An additional observation was that the density of betaadrenergic receptors on leukocytes of these normal subjects
was inversely correlated with circulating and 24 hour urinary
catecholamine levels (25). The levels of catecholamines in
the blood and urine presumably reflected sympathetic nerve
activity. Thus. the higher the level of sympathetic nervous
system activity (the greater the concentration of catecholamines in the receptor milieu), the more down regulation
had occurred (that is, the lower the density of receptors).
These results provide a plausible explanation for the substantial interindividual variation in density of receptors on
leukocytes of normal subjects (25,30). They also provide
one possible explanation for the differences in response of
individual patients to certain drugs (see later).

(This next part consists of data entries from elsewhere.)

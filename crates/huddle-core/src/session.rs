use std::fmt;
use std::sync::Arc;

use crate::errors::{MeetingError, SdkError};
use crate::models::{AttendeeDescriptor, MeetingDescriptor};
use crate::sdk::{AudioVideoFacade, MediaSdk, RealtimeObserver, VideoTileObserver};

/// Hook applied to every media URL before the session is created.
pub type UrlRewriter = Arc<dyn Fn(&str) -> String + Send + Sync>;

pub fn identity_rewriter() -> UrlRewriter {
    Arc::new(|url: &str| url.to_string())
}

/// Everything the media SDK needs to open a session.
#[derive(Clone, PartialEq, Eq)]
pub struct SessionConfiguration {
    pub meeting: MeetingDescriptor,
    pub attendee: AttendeeDescriptor,
}

impl SessionConfiguration {
    pub fn new(
        meeting: MeetingDescriptor,
        attendee: AttendeeDescriptor,
        rewriter: &UrlRewriter,
    ) -> Self {
        let media_placement = meeting.media_placement.map_urls(|u| rewriter(u));
        Self {
            meeting: MeetingDescriptor {
                media_placement,
                ..meeting
            },
            attendee,
        }
    }

    pub fn meeting_id(&self) -> &str {
        &self.meeting.meeting_id
    }

    pub fn attendee_id(&self) -> &str {
        &self.attendee.attendee_id
    }
}

impl fmt::Debug for SessionConfiguration {
    fn fmt(&self, f: &mut fmt::Formatter<'_>) -> fmt::Result {
        f.debug_struct("SessionConfiguration")
            .field("meeting_id", &self.meeting.meeting_id)
            .field("media_region", &self.meeting.media_region)
            .field("attendee_id", &self.attendee.attendee_id)
            .finish_non_exhaustive()
    }
}

/// A live session. Dropping it does not stop the SDK; call [`SessionHandle::stop`].
pub struct SessionHandle {
    facade: Arc<dyn AudioVideoFacade>,
    configuration: SessionConfiguration,
}

impl SessionHandle {
    pub fn facade(&self) -> &dyn AudioVideoFacade {
        self.facade.as_ref()
    }

    /// Owned facade, for calls made after the session slot is released.
    pub fn shared_facade(&self) -> Arc<dyn AudioVideoFacade> {
        self.facade.clone()
    }

    pub fn configuration(&self) -> &SessionConfiguration {
        &self.configuration
    }

    /// Stop the session. The handle is consumed either way.
    pub fn stop(self) -> Result<(), SdkError> {
        tracing::info!("stopping session for meeting {}", self.configuration.meeting_id());
        self.facade.stop()
    }
}

impl fmt::Debug for SessionHandle {
    fn fmt(&self, f: &mut fmt::Formatter<'_>) -> fmt::Result {
        f.debug_struct("SessionHandle")
            .field("configuration", &self.configuration)
            .finish_non_exhaustive()
    }
}

/// Observer registered on every new facade.
pub trait SessionObserver: VideoTileObserver + RealtimeObserver {}

impl<T: VideoTileObserver + RealtimeObserver> SessionObserver for T {}

/// Turns mapped descriptors into a started [`SessionHandle`].
pub struct SessionBootstrapper {
    sdk: Arc<dyn MediaSdk>,
    rewriter: UrlRewriter,
}

impl SessionBootstrapper {
    pub fn new(sdk: Arc<dyn MediaSdk>) -> Self {
        Self {
            sdk,
            rewriter: identity_rewriter(),
        }
    }

    pub fn with_url_rewriter(mut self, rewriter: UrlRewriter) -> Self {
        self.rewriter = rewriter;
        self
    }

    /// Create the session, register `observer` and start audio/video.
    ///
    /// On failure no handle escapes; a facade that was created but failed to
    /// start is stopped before returning.
    pub fn initialize<O: SessionObserver + 'static>(
        &self,
        meeting: MeetingDescriptor,
        attendee: AttendeeDescriptor,
        observer: Arc<O>,
    ) -> Result<SessionHandle, MeetingError> {
        let configuration = SessionConfiguration::new(meeting, attendee, &self.rewriter);
        tracing::info!("creating session: {configuration:?}");

        let facade = self
            .sdk
            .create_session(configuration.clone())
            .map_err(|e| MeetingError::SessionInit(e.to_string()))?;

        facade.add_video_tile_observer(observer.clone());
        facade.add_realtime_observer(observer);

        if let Err(e) = facade.start() {
            tracing::warn!("session start failed: {e}");
            if let Err(stop_err) = facade.stop() {
                tracing::warn!("stopping half-started session failed: {stop_err}");
            }
            return Err(MeetingError::SessionInit(e.to_string()));
        }

        Ok(SessionHandle {
            facade,
            configuration,
        })
    }
}
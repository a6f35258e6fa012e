use std::sync::Arc;

use tokio::sync::watch;

use crate::errors::UiError;
use crate::models::AttendeeInfo;

/// Observable state of the meeting screen.
#[derive(Debug, Clone, PartialEq, Eq)]
pub struct SessionState {
    pub loading: bool,
    pub error: Option<UiError>,
    pub video_enabled: bool,
    pub audio_enabled: bool,
    pub meeting_id: Option<String>,
    pub attendees: Vec<AttendeeInfo>,
    pub selected_attendee: Option<AttendeeInfo>,
}

impl SessionState {
    pub fn new(video_enabled: bool, audio_enabled: bool) -> Self {
        Self {
            loading: false,
            error: None,
            video_enabled,
            audio_enabled,
            meeting_id: None,
            attendees: Vec::new(),
            selected_attendee: None,
        }
    }

    /// Append an attendee. With `dedupe` set, an attendee already listed
    /// under the same id is replaced instead of duplicated.
    pub fn push_attendee(&mut self, info: AttendeeInfo, dedupe: bool) {
        if dedupe {
            if let Some(existing) = self
                .attendees
                .iter_mut()
                .find(|a| a.attendee_id == info.attendee_id)
            {
                *existing = info;
                return;
            }
        }
        self.attendees.push(info);
    }

    pub fn remove_attendee(&mut self, attendee_id: &str) {
        self.attendees.retain(|a| a.attendee_id != attendee_id);
        if self
            .selected_attendee
            .as_ref()
            .is_some_and(|a| a.attendee_id == attendee_id)
        {
            self.selected_attendee = None;
        }
    }

    pub fn has_attendee(&self, attendee_id: &str) -> bool {
        self.attendees.iter().any(|a| a.attendee_id == attendee_id)
    }
}

impl Default for SessionState {
    fn default() -> Self {
        Self::new(true, true)
    }
}

/// Single writer for [`SessionState`]; readers subscribe to changes.
#[derive(Clone)]
pub(crate) struct StateStore {
    tx: Arc<watch::Sender<SessionState>>,
}

impl StateStore {
    pub fn new(initial: SessionState) -> Self {
        let (tx, _rx) = watch::channel(initial);
        Self { tx: Arc::new(tx) }
    }

    pub fn snapshot(&self) -> SessionState {
        self.tx.borrow().clone()
    }

    pub fn subscribe(&self) -> watch::Receiver<SessionState> {
        self.tx.subscribe()
    }

    pub fn update<R: Default>(&self, f: impl FnOnce(&mut SessionState) -> R) -> R {
        let mut out = R::default();
        self.tx.send_modify(|state| out = f(state));
        out
    }

    pub fn replace(&self, state: SessionState) {
        self.tx.send_replace(state);
    }
}
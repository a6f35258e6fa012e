use reqwest::Client;
use serde_json::Value;

use crate::config::ClientConfig;
use crate::errors::MeetingError;
use crate::mapper;
use crate::models::JoinMeetingRequest;

/// Talks to the meeting backend that issues meeting and attendee credentials.
///
/// Every call is a single attempt; failures are returned as-is.
#[derive(Debug, Clone)]
pub struct BackendClient {
    base_url: String,
    http: Client,
}

impl BackendClient {
    pub fn new(config: &ClientConfig) -> Result<Self, MeetingError> {
        let base_url = config.validated_backend_url()?;
        let http = Client::builder()
            .timeout(config.request_timeout())
            .build()
            .map_err(|e| MeetingError::Config(format!("http client: {e}")))?;
        Ok(Self { base_url, http })
    }

    pub fn base_url(&self) -> &str {
        &self.base_url
    }

    /// Create a meeting and return its id.
    pub async fn create_meeting(&self) -> Result<String, MeetingError> {
        let payload = self.create_meeting_payload().await?;
        let meeting_id = mapper::meeting_id(&payload)?;
        tracing::info!("created meeting {meeting_id}");
        Ok(meeting_id)
    }

    /// Join `meeting_id` as `attendee_name` and return the attendee id.
    pub async fn join_meeting(
        &self,
        meeting_id: &str,
        attendee_name: &str,
    ) -> Result<String, MeetingError> {
        let payload = self.join_meeting_payload(meeting_id, attendee_name).await?;
        let attendee_id = mapper::attendee_id(&payload)?;
        tracing::info!("joined meeting {meeting_id} as attendee {attendee_id}");
        Ok(attendee_id)
    }

    /// Calls `POST /createMeeting` with an empty body.
    pub async fn create_meeting_payload(&self) -> Result<Value, MeetingError> {
        tracing::info!("creating meeting via {}", self.base_url);
        let response = self.http.post(self.url("/createMeeting")).send().await?;
        read_json(response).await
    }

    /// Calls `POST /joinMeeting` with `{meetingId, attendeeName}`.
    pub async fn join_meeting_payload(
        &self,
        meeting_id: &str,
        attendee_name: &str,
    ) -> Result<Value, MeetingError> {
        tracing::info!("joining meeting {meeting_id} as {attendee_name}");
        let response = self
            .http
            .post(self.url("/joinMeeting"))
            .json(&JoinMeetingRequest {
                meeting_id,
                attendee_name,
            })
            .send()
            .await?;
        read_json(response).await
    }

    fn url(&self, path: &str) -> String {
        format!("{}{}", self.base_url, path)
    }
}

async fn read_json(response: reqwest::Response) -> Result<Value, MeetingError> {
    let status = response.status();
    if !status.is_success() {
        return Err(MeetingError::Network(format!(
            "backend returned status {}",
            status.as_u16()
        )));
    }

    let raw = response.text().await?;
    tracing::debug!("raw response: {raw}");

    if raw.trim().is_empty() {
        tracing::warn!("received an empty response from the backend");
        return Err(MeetingError::EmptyResponse);
    }

    serde_json::from_str(&raw).map_err(|e| MeetingError::malformed("$", e.to_string()))
}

Changes with aging. Resting heart rate and cardiac output tend to diminish with age (31,32). It is reasonable to
hypothesize that one possible mechanism for this trend is a
change in beta-adrenergic receptors in the heart. It has been
observed that elderly persons have decreased responsiveness
to infusions of isoproterenol (33) and a lesser number of
beta-adrenergic receptors on lymphocytes (34). A possible
mechanism for reduced numbers of beta-adrenergic receptors with senescence is diminished rate of receptor synthesis.
In senescent rats, the rate of synthesis of beta-adrenergic
receptors in the heart was lower than that in young rats (35).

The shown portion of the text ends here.